- **Task details**:
Copy each line of the entries beneath that contains the word "anyhow".

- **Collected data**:
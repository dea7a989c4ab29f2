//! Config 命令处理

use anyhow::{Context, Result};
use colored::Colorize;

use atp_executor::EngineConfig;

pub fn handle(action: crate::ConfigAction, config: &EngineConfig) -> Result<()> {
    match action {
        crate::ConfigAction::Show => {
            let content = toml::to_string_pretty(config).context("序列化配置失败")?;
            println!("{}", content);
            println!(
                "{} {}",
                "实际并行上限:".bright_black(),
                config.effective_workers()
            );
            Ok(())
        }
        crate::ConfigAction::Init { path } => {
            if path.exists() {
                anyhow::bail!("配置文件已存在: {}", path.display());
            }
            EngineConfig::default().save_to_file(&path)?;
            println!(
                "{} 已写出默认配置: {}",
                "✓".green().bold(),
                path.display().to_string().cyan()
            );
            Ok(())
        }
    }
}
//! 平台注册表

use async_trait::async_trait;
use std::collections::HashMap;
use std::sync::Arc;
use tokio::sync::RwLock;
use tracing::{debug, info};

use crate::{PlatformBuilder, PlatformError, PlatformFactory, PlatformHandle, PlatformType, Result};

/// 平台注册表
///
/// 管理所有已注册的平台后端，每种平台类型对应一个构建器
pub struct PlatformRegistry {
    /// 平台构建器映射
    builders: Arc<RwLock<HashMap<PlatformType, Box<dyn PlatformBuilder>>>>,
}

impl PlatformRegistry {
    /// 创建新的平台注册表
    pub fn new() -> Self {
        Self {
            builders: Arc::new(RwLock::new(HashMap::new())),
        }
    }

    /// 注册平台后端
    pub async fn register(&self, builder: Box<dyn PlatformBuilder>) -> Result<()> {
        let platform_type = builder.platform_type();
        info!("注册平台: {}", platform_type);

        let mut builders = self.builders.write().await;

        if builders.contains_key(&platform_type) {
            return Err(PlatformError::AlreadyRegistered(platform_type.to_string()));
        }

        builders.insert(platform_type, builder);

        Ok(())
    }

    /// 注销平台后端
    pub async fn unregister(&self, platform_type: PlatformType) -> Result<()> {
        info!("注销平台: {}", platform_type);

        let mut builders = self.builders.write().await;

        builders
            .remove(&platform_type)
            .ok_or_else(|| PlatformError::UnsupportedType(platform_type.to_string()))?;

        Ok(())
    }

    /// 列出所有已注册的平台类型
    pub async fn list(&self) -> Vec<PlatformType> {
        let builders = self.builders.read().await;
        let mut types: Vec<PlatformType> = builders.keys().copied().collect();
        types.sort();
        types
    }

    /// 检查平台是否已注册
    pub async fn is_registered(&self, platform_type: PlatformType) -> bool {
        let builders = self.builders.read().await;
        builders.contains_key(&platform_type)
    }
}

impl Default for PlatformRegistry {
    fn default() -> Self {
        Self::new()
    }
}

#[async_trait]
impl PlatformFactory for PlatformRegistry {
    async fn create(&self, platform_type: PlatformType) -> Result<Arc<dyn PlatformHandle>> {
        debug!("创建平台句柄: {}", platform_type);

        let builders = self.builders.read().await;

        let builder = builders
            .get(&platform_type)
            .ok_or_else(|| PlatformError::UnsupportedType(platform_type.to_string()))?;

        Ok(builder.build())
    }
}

- **Written solution**:
use anyhow::{Context, Result};
                anyhow::bail!("配置文件已存在: {}", path.display());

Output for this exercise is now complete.